So Tiktok touched a yellow glass vase that had daisies painted on one side, and he spoke at the same time the word “Ev.”
In a flash the machine man had disappeared, and although the girl looked quickly in every direction, she could not tell which of the many ornaments the room contained had a moment before been her faithful friend and servant.
So all she could do was to accept the hopeless task set her, and make her guesses and abide by the result.
“It can’t hurt very much,” she thought, “for I haven’t heard any of them scream or cry out–not even the poor officers. Dear me! I wonder if Uncle Henry or Aunt Em will ever know I have become an orn’ment in the Nome King’s palace, and must stand forever and ever in one place and look pretty–‘cept when I’m moved to be dusted. It isn’t the way I thought I’d turn out, at all; but I s’pose it can’t be helped.”
She walked through all the rooms once more, and examined with care all the objects they contained; but there were so many, they bewildered her, and she decided, after all, as Ozma had done, that it could be only guess work at the best, and that the chances were much against her guessing aright.
Timidly she touched an alabaster bowl and said: “Ev.”
“That’s one failure, anyhow,” she thought. “But how am I to know which thing is enchanted, and which is not?”
Next she touched the image of a purple kitten that stood on the corner of a mantel, and as she pronounced the word “Ev” the kitten disappeared, and a pretty, fair-haired boy stood beside her. At the same time a bell rang somewhere in the distance, and as Dorothy started back, partly in surprise and partly in joy, the little one exclaimed:
“Where am I? And who are you? And what has happened to me?”
“Well, I declare!” said Dorothy. “I’ve really done it.”
“Done what?” asked the boy.
“Saved myself from being an ornament,” replied the girl, with a laugh, “and saved you from being forever a purple kitten.”
“A purple kitten?” he repeated. “There IS no such thing.”
“I know,” she answered. “But there was, a minute ago. Don’t you remember standing on a corner of the mantel?”
“Of course not. I am a Prince of Ev, and my name is Evring,” the little one announced, proudly. “But my father, the King, sold my mother and all her children to the cruel ruler of the Nomes, and after that I remember nothing at all.”
“A purple kitten can’t be ‘spected to remember, Evring,” said Dorothy. “But now you are yourself again, and I’m going to try to save some of your brothers and sisters, and perhaps your mother, as well. So come with me.”
She seized the child’s hand and eagerly hurried here and there, trying to decide which object to choose next. The third guess was another failure, and so was the fourth and the fifth.
Little Evring could not imagine what she was doing, but he trotted along beside her very willingly, for he liked the new companion he had found.
Dorothy’s further quest proved unsuccessful; but after her first disappointment was over, the little girl was filled with joy and thankfulness to think that after all she had been able to save one member of the royal family of Ev, and could restore the little Prince to his sorrowing country.
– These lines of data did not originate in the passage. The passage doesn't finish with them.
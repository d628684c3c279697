//! EKS cluster and node group provisioning shared by the EMR and SHS stages

use crate::{aws::POLL_INTERVAL, error::Error, util};
use aws_sdk_eks::{
    types::{AuthenticationMode, CreateAccessConfigRequest, NodegroupScalingConfig, VpcConfigRequest},
    Client,
};
use std::time::Duration;
use tracing::{debug, info};

/// How long to wait for a control plane to come up or go away
const CLUSTER_TIMEOUT: Duration = Duration::from_secs(40 * 60);

/// How long to wait for a node group to come up or go away
const NODEGROUP_TIMEOUT: Duration = Duration::from_secs(30 * 60);

/// Returns the cluster status, or `None` if the cluster does not exist
pub async fn cluster_status(client: &Client, cluster: &str) -> Result<Option<String>, Error> {
    match client.describe_cluster().name(cluster).send().await {
        Ok(resp) => Ok(resp
            .cluster()
            .and_then(|c| c.status())
            .map(|s| s.as_str().to_string())),
        Err(e) => {
            let service_err = e.into_service_error();
            if service_err.is_resource_not_found_exception() {
                Ok(None)
            } else {
                Err(Error::AwsEks {
                    cluster: cluster.to_string(),
                    operation: "DescribeCluster",
                    source: Box::new(aws_sdk_eks::Error::from(service_err)),
                })
            }
        }
    }
}

/// Creates the cluster if absent and waits until it is ACTIVE
pub async fn ensure_cluster(
    client: &Client,
    cluster: &str,
    version: &str,
    role_arn: &str,
    subnet_ids: &[String],
) -> Result<(), Error> {
    match cluster_status(client, cluster).await? {
        Some(status) if status == "ACTIVE" => {
            info!(cluster, "cluster already active");
            return Ok(());
        }
        Some(status) => {
            info!(cluster, status = status.as_str(), "cluster exists, waiting");
        }
        None => {
            info!(cluster, version, "creating cluster");
            client
                .create_cluster()
                .name(cluster)
                .version(version)
                .role_arn(role_arn)
                .resources_vpc_config(
                    VpcConfigRequest::builder()
                        .set_subnet_ids(Some(subnet_ids.to_vec()))
                        .build(),
                )
                .access_config(
                    CreateAccessConfigRequest::builder()
                        .authentication_mode(AuthenticationMode::ApiAndConfigMap)
                        .build(),
                )
                .send()
                .await
                .map_err(|e| Error::AwsEks {
                    cluster: cluster.to_string(),
                    operation: "CreateCluster",
                    source: Box::new(aws_sdk_eks::Error::from(e.into_service_error())),
                })?;
        }
    }
    wait_cluster_active(client, cluster).await
}

async fn wait_cluster_active(client: &Client, cluster: &str) -> Result<(), Error> {
    let mut interval = tokio::time::interval(POLL_INTERVAL);
    let start = std::time::Instant::now();
    loop {
        interval.tick().await;
        if start.elapsed() > CLUSTER_TIMEOUT {
            return Err(Error::WaitTimeout {
                what: format!("cluster {cluster} to become active"),
            });
        }
        match cluster_status(client, cluster).await? {
            Some(status) if status == "ACTIVE" => {
                info!(
                    cluster,
                    elapsed_secs = start.elapsed().as_secs(),
                    "cluster active"
                );
                return Ok(());
            }
            Some(status) if status == "FAILED" => {
                return Err(Error::ResourceNotFound {
                    what: format!("healthy cluster {cluster} (creation failed)"),
                });
            }
            Some(status) => {
                debug!(cluster, status = status.as_str(), "cluster not ready");
            }
            None => {
                return Err(Error::ResourceNotFound {
                    what: format!("cluster {cluster} while waiting for it"),
                });
            }
        }
    }
}

/// OIDC issuer URL of the cluster, without the scheme
pub async fn oidc_issuer(client: &Client, cluster: &str) -> Result<String, Error> {
    let resp = client
        .describe_cluster()
        .name(cluster)
        .send()
        .await
        .map_err(|e| Error::AwsEks {
            cluster: cluster.to_string(),
            operation: "DescribeCluster",
            source: Box::new(aws_sdk_eks::Error::from(e.into_service_error())),
        })?;
    let issuer = resp
        .cluster()
        .and_then(|c| c.identity())
        .and_then(|i| i.oidc())
        .and_then(|o| o.issuer())
        .ok_or(Error::ResourceNotFound {
            what: format!("OIDC issuer of cluster {cluster}"),
        })?;
    Ok(issuer.trim_start_matches("https://").to_string())
}

/// Returns the node group status, or `None` if it does not exist
pub async fn nodegroup_status(
    client: &Client,
    cluster: &str,
    nodegroup: &str,
) -> Result<Option<String>, Error> {
    match client
        .describe_nodegroup()
        .cluster_name(cluster)
        .nodegroup_name(nodegroup)
        .send()
        .await
    {
        Ok(resp) => Ok(resp
            .nodegroup()
            .and_then(|n| n.status())
            .map(|s| s.as_str().to_string())),
        Err(e) => {
            let service_err = e.into_service_error();
            if service_err.is_resource_not_found_exception() {
                Ok(None)
            } else {
                Err(Error::AwsEks {
                    cluster: cluster.to_string(),
                    operation: "DescribeNodegroup",
                    source: Box::new(aws_sdk_eks::Error::from(service_err)),
                })
            }
        }
    }
}

/// Creates the managed node group if absent and waits until it is ACTIVE
pub async fn ensure_nodegroup(
    client: &Client,
    cluster: &str,
    nodegroup: &str,
    node_role_arn: &str,
    subnet_ids: &[String],
    instance_type: &str,
    nodes: i32,
) -> Result<(), Error> {
    match nodegroup_status(client, cluster, nodegroup).await? {
        Some(status) if status == "ACTIVE" => {
            info!(cluster, nodegroup, "node group already active");
            return Ok(());
        }
        Some(status) => {
            info!(
                cluster,
                nodegroup,
                status = status.as_str(),
                "node group exists, waiting"
            );
        }
        None => {
            info!(cluster, nodegroup, instance_type, nodes, "creating node group");
            client
                .create_nodegroup()
                .cluster_name(cluster)
                .nodegroup_name(nodegroup)
                .node_role(node_role_arn)
                .set_subnets(Some(subnet_ids.to_vec()))
                .instance_types(instance_type)
                .scaling_config(
                    NodegroupScalingConfig::builder()
                        .min_size(nodes)
                        .max_size(nodes)
                        .desired_size(nodes)
                        .build(),
                )
                .send()
                .await
                .map_err(|e| Error::AwsEks {
                    cluster: cluster.to_string(),
                    operation: "CreateNodegroup",
                    source: Box::new(aws_sdk_eks::Error::from(e.into_service_error())),
                })?;
        }
    }

    let mut interval = tokio::time::interval(POLL_INTERVAL);
    let start = std::time::Instant::now();
    loop {
        interval.tick().await;
        if start.elapsed() > NODEGROUP_TIMEOUT {
            return Err(Error::WaitTimeout {
                what: format!("node group {nodegroup} to become active"),
            });
        }
        match nodegroup_status(client, cluster, nodegroup).await? {
            Some(status) if status == "ACTIVE" => {
                info!(cluster, nodegroup, "node group active");
                return Ok(());
            }
            Some(status) if status.contains("FAILED") || status == "DEGRADED" => {
                return Err(Error::ResourceNotFound {
                    what: format!("healthy node group {nodegroup} (status {status})"),
                });
            }
            Some(status) => {
                debug!(cluster, nodegroup, status = status.as_str(), "node group not ready");
            }
            None => {
                return Err(Error::ResourceNotFound {
                    what: format!("node group {nodegroup} while waiting for it"),
                });
            }
        }
    }
}

/// Grants a principal access to the cluster under a Kubernetes username.
/// An entry that already exists is a no-op.
pub async fn ensure_access_entry(
    client: &Client,
    cluster: &str,
    principal_arn: &str,
    username: &str,
) -> Result<(), Error> {
    let result = client
        .create_access_entry()
        .cluster_name(cluster)
        .principal_arn(principal_arn)
        .username(username)
        .send()
        .await;
    match result {
        Ok(_) => {
            info!(cluster, principal_arn, username, "created access entry");
            Ok(())
        }
        Err(e) => {
            let service_err = e.into_service_error();
            if service_err.is_resource_in_use_exception() {
                debug!(cluster, principal_arn, "access entry already exists");
                Ok(())
            } else {
                Err(Error::AwsEks {
                    cluster: cluster.to_string(),
                    operation: "CreateAccessEntry",
                    source: Box::new(aws_sdk_eks::Error::from(service_err)),
                })
            }
        }
    }
}

/// Deletes the node group if present and waits for it to disappear
pub async fn delete_nodegroup_if_exists(
    client: &Client,
    cluster: &str,
    nodegroup: &str,
) -> Result<(), Error> {
    if nodegroup_status(client, cluster, nodegroup).await?.is_none() {
        info!(cluster, nodegroup, "node group does not exist, nothing to delete");
        return Ok(());
    }
    info!(cluster, nodegroup, "deleting node group");
    client
        .delete_nodegroup()
        .cluster_name(cluster)
        .nodegroup_name(nodegroup)
        .send()
        .await
        .map_err(|e| Error::AwsEks {
            cluster: cluster.to_string(),
            operation: "DeleteNodegroup",
            source: Box::new(aws_sdk_eks::Error::from(e.into_service_error())),
        })?;

    let mut interval = tokio::time::interval(POLL_INTERVAL);
    let start = std::time::Instant::now();
    loop {
        interval.tick().await;
        if start.elapsed() > NODEGROUP_TIMEOUT {
            return Err(Error::WaitTimeout {
                what: format!("node group {nodegroup} to be deleted"),
            });
        }
        match nodegroup_status(client, cluster, nodegroup).await? {
            None => {
                info!(cluster, nodegroup, "node group deleted");
                return Ok(());
            }
            Some(status) => {
                debug!(cluster, nodegroup, status = status.as_str(), "node group deleting");
            }
        }
    }
}

/// Deletes the cluster if present and waits for it to disappear
pub async fn delete_cluster_if_exists(client: &Client, cluster: &str) -> Result<(), Error> {
    if cluster_status(client, cluster).await?.is_none() {
        info!(cluster, "cluster does not exist, nothing to delete");
        return Ok(());
    }
    info!(cluster, "deleting cluster");
    client
        .delete_cluster()
        .name(cluster)
        .send()
        .await
        .map_err(|e| Error::AwsEks {
            cluster: cluster.to_string(),
            operation: "DeleteCluster",
            source: Box::new(aws_sdk_eks::Error::from(e.into_service_error())),
        })?;

    let mut interval = tokio::time::interval(POLL_INTERVAL);
    let start = std::time::Instant::now();
    loop {
        interval.tick().await;
        if start.elapsed() > CLUSTER_TIMEOUT {
            return Err(Error::WaitTimeout {
                what: format!("cluster {cluster} to be deleted"),
            });
        }
        match cluster_status(client, cluster).await? {
            None => {
                info!(cluster, "cluster deleted");
                return Ok(());
            }
            Some(status) => {
                debug!(cluster, status = status.as_str(), "cluster deleting");
            }
        }
    }
}

/// Registers the cluster in the local kubeconfig so helm and kubectl can
/// reach it
pub async fn update_kubeconfig(region: &str, cluster: &str) -> Result<(), Error> {
    util::run(
        "aws",
        &[
            "eks",
            "update-kubeconfig",
            "--region",
            region,
            "--name",
            cluster,
            "--alias",
            cluster,
        ],
    )
    .await?;
    debug!(cluster, "kubeconfig updated");
    Ok(())
}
Now she might return to the terrible Nome King in safety, carrying with her the prize she had won in the person of the fair-haired boy.
So she retraced her steps until she found the entrance to the palace, and as she approached, the massive doors of rock opened of their own accord, allowing both Dorothy and Evring to pass the portals and enter the throne room.
15. Billina Frightens the Nome King
Now when Dorothy had entered the palace to make her guesses and the Scarecrow was left with the Nome King, the two sat in moody silence for several minutes. Then the monarch exclaimed, in a tone of satisfaction:
“Very good!”
“Who is very good?” asked the Scarecrow.
“The machine man. He won’t need to be wound up any more, for he has now become a very neat ornament. Very neat, indeed.”
“How about Dorothy?” the Scarecrow enquired.
“Oh, she will begin to guess, pretty soon,” said the King, cheerfully. “And then she will join my collection, and it will be your turn.”
The good Scarecrow was much distressed by the thought that his little friend was about to suffer the fate of Ozma and the rest of their party; but while he sat in gloomy reverie a shrill voice suddenly cried:
“Kut, kut, kut–ka-daw-kutt! Kut, kut, kut–ka-daw-kutt!”
The Nome King nearly jumped off his seat, he was so startled.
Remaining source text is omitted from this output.